Thursday, May 27, 2010

to tell or not to tell

So, in the beginning of all of this, the d-man and I decided that we were going to share this struggle with our families. Okay, that was awkward, but whatever, it worked out since we were seeing everyone for the holidays. The more questionable thing was who of our friends were we to tell and how much should we share?

So...I went with the friends around me. I have some girlfriends that I hang out with pretty often, all of whom are single (well, one will be married soon) and none of whom have kids. I was embarrassed that I had these issues but I felt like I was holding back if I didn't share...so I did. At first it felt good, but they couldn't relate--and not because they weren't married or anything, but because you can't, I've realized, unless you go through it. I also shared with close friends who have kids and got similar reactions, except for my best friend who actually gets it. She is it, though. She said that I probably feel like I am scared that I won't have kids, that I am angry that this happened to me and terrified of what I am in for. That helped, not because those are good things, but that she kind of understood where I was coming from.

Since then, I have shared with others, and now I share with less. I've found that people don't know what to say or how to react, or think they are helping,...
Some seem to listen, only to not ask how I am doing. I know that people don't know what I want to hear, or maybe they don't think it's a big deal. The thing is, there are times when no one can say the right thing, and there are times when they really say something hurtful. People just don't seem to get it.

I've met others going through the same issues and they are invaluable...and the best people to listen. I joined a support group and it has been the best for me. The d-man is great but I can't keep burdening him. I think it comes down to the initial reaction. I have friends I share with, and those I don't. I have friends I initially shared with and don't update, and others who know every time I inject myself. There is a very small support group, but that works for me. Testing the waters may be the way to go.....

Wednesday, May 26, 2010

how did I get here??

So, I've been asking myself this question for quite some time now, or my dear husband (the d-man) and I have been asking it of each other. It seems bizarre, like we are on a different planet and keep trying to get back down to earth. I feel the need to let others know that I DON'T KNOW how we got here and hopefully this will provide an opportunity to share that.

Well, let me back up since this is the first ever blog I have ever written. I've been doing it the old fashioned way, keeping a journal, but it's too hard for me to remember to write or to actually read what I had written so this just seemed easier. Anyway, I or rather we, are what we have come to know as infertile. Interestingly, our doctor never actually used the word infertile, but after reading about 10 books on my own and perusing many websites concerning our condition, I've pretty much made the diagnosis. The rule of thumb is that if you've been trying for a year and are under 35 (I am ) then you are infertile. We knew after about six months that something was wrong, but the extent to our infertility we only found out about six months ago.

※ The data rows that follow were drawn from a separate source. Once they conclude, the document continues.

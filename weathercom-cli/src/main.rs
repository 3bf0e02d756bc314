//! Binary crate for the `weathercom` command-line tool.
//!
//! This crate focuses on:
//! - Parsing CLI arguments
//! - Interactive configuration
//! - Human-friendly output formatting

use clap::Parser;
use tracing_subscriber::EnvFilter;

mod cli;
mod config;
mod render;

#[tokio::main]
async fn main() -> anyhow::Result<()> {
    tracing_subscriber::fmt()
        .with_env_filter(
            EnvFilter::try_from_default_env().unwrap_or_else(|_| EnvFilter::new("warn")),
        )
        .with_writer(std::io::stderr)
        .init();

    let cmd = cli::Cli::parse();
    cmd.run().await
}
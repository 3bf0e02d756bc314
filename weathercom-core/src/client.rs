use async_trait::async_trait;
use reqwest::Client;
use serde::{Deserialize, Serialize, de::DeserializeOwned};
use std::{fmt, time::Duration};
use tracing::{debug, instrument, warn};
use url::Url;

use crate::{
    Units,
    error::WeatherError,
    model::{CurrentResponse, Forecast10Response, HourlyForecastResponse, WwirResponse},
    request::{DEFAULT_BASE_URL, Endpoint, build_url},
};

/// Transport settings. The defaults talk to the public API.
#[derive(Debug, Clone, PartialEq, Eq, Serialize, Deserialize)]
pub struct ClientConfig {
    #[serde(default = "default_base_url")]
    pub base_url: String,

    #[serde(default = "default_timeout")]
    pub timeout_secs: u64,
}

fn default_base_url() -> String {
    DEFAULT_BASE_URL.to_string()
}

const fn default_timeout() -> u64 {
    30
}

impl Default for ClientConfig {
    fn default() -> Self {
        Self {
            base_url: default_base_url(),
            timeout_secs: default_timeout(),
        }
    }
}

/// One call per geocode endpoint. Each call is a single GET; nothing is
/// retried or cached.
#[async_trait]
pub trait WeatherApi: Send + Sync + fmt::Debug {
    async fn get_current(
        &self,
        latitude: f64,
        longitude: f64,
        units: Units,
    ) -> Result<CurrentResponse, WeatherError>;

    async fn get_wwir(
        &self,
        latitude: f64,
        longitude: f64,
        units: Units,
    ) -> Result<WwirResponse, WeatherError>;

    async fn get_forecast10(
        &self,
        latitude: f64,
        longitude: f64,
        units: Units,
    ) -> Result<Forecast10Response, WeatherError>;

    async fn get_hourly_forecast(
        &self,
        latitude: f64,
        longitude: f64,
        units: Units,
    ) -> Result<HourlyForecastResponse, WeatherError>;
}

/// Client for `api.weather.com/v1`.
///
/// Holds the API key and one HTTP client that is reused for every call.
/// Cheap to clone and safe to share between tasks.
#[derive(Clone)]
pub struct WeatherClient {
    api_key: String,
    base_url: Url,
    http: Client,
}

impl WeatherClient {
    /// The key is sent as given; it is not checked locally.
    pub fn new(api_key: impl Into<String>) -> Result<Self, WeatherError> {
        Self::with_config(api_key, &ClientConfig::default())
    }

    pub fn with_config(
        api_key: impl Into<String>,
        config: &ClientConfig,
    ) -> Result<Self, WeatherError> {
        let base_url = Url::parse(&config.base_url)?;
        let http = Client::builder()
            .timeout(Duration::from_secs(config.timeout_secs))
            .build()
            .map_err(|e| WeatherError::Request(Box::new(e)))?;

        Ok(Self {
            api_key: api_key.into(),
            base_url,
            http,
        })
    }

    pub fn base_url(&self) -> &Url {
        &self.base_url
    }

    #[instrument(skip(self, endpoint), fields(endpoint = %endpoint))]
    async fn fetch<T: DeserializeOwned>(
        &self,
        endpoint: Endpoint,
        latitude: f64,
        longitude: f64,
        units: Units,
    ) -> Result<T, WeatherError> {
        let url = build_url(
            &self.base_url,
            latitude,
            longitude,
            endpoint,
            &self.api_key,
            units,
        )?;
        debug!(path = url.path(), "Sending request");

        let res = self
            .http
            .get(url)
            .send()
            .await
            .map_err(WeatherError::Transport)?;

        let status = res.status();
        debug!(%status, "Received response");
        if !status.is_success() {
            warn!(%status, "Non-success status from weather.com, decoding body anyway");
        }

        let body = res.bytes().await.map_err(WeatherError::Transport)?;

        serde_json::from_slice(&body).map_err(|source| {
            warn!(
                body = %truncate_body(&String::from_utf8_lossy(&body)),
                "Response did not match {}",
                endpoint.schema()
            );
            WeatherError::Decode {
                schema: endpoint.schema(),
                source,
            }
        })
    }
}

impl fmt::Debug for WeatherClient {
    fn fmt(&self, f: &mut fmt::Formatter<'_>) -> fmt::Result {
        f.debug_struct("WeatherClient")
            .field("api_key", &"<redacted>")
            .field("base_url", &self.base_url.as_str())
            .finish_non_exhaustive()
    }
}

#[async_trait]
impl WeatherApi for WeatherClient {
    async fn get_current(
        &self,
        latitude: f64,
        longitude: f64,
        units: Units,
    ) -> Result<CurrentResponse, WeatherError> {
        self.fetch(Endpoint::CurrentObservations, latitude, longitude, units)
            .await
    }

    async fn get_wwir(
        &self,
        latitude: f64,
        longitude: f64,
        units: Units,
    ) -> Result<WwirResponse, WeatherError> {
        self.fetch(Endpoint::Wwir, latitude, longitude, units).await
    }

    async fn get_forecast10(
        &self,
        latitude: f64,
        longitude: f64,
        units: Units,
    ) -> Result<Forecast10Response, WeatherError> {
        self.fetch(Endpoint::Forecast10Day, latitude, longitude, units)
            .await
    }

    async fn get_hourly_forecast(
        &self,
        latitude: f64,
        longitude: f64,
        units: Units,
    ) -> Result<HourlyForecastResponse, WeatherError> {
        self.fetch(Endpoint::Hourly240Hour, latitude, longitude, units)
            .await
    }
}

fn truncate_body(body: &str) -> String {
    const MAX: usize = 200;
    match body.char_indices().nth(MAX) {
        Some((idx, _)) => format!("{}...", &body[..idx]),
        None => body.to_string(),
    }
}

Here's the history, it's sadly short and sweet, and yet kinda feels long and drawn out. I found out after not getting my period (and disregard what you may think is TMI, because infertility is ALL TMI) that I had PCOS. Basically, I went to my gyno who did some blood tests and guessed at what I had. I wasn't ovulating, which if you know anything about TTC (trying to conceive) ovulating is pretty important. After giving me a drug to try to get me to ovulate and it not working, we were sent to the Reproductive Endocrinologist (RE), better known as a Fertility Specialist to the rest of the world, for a barrage of tests. BOTH of us went through bloodwork, and tests on all the good things, ovaries, fallopian tubes, and sperm. Then we met with Dr. God and we got the news. Now, at this point I honestly thought we'd go in and be told to take a pill or god forbid, get an injection, but instead, two days before Christmas we found out that aside from PCOS, I have a blocked tube and the d-man has a low sperm count. On top of that, most of the sperm that he does have are shaped funny. We were told that our only option was in vitro fertilization (IVF). IVF is something that other people do, older people, the sister of a friend, that kind of thing. Needless to say, the holidays kinda sucked.

Where are we now? Well, the emotional roller coaster of the past six months will provide fodder for this blog but my reasoning for writing it is because we just went through IVF..and it didn't work. We had a chemical pregnancy, which is an early miscarriage. I won't go into IVF right now, but it's pretty intense. Now the roller coaster continues, and people must think I'm certifiably crazy. If so, I hope I can be somewhat entertaining, though, I do realize THIS particular blog isn't that exciting. What I want to do is educate people, not just about procedures and treatment, but about what I am feeling, how to act around me and how much this sucks. Really, I just want to get through it and if I can provide some insight into the work of infertility, so be it.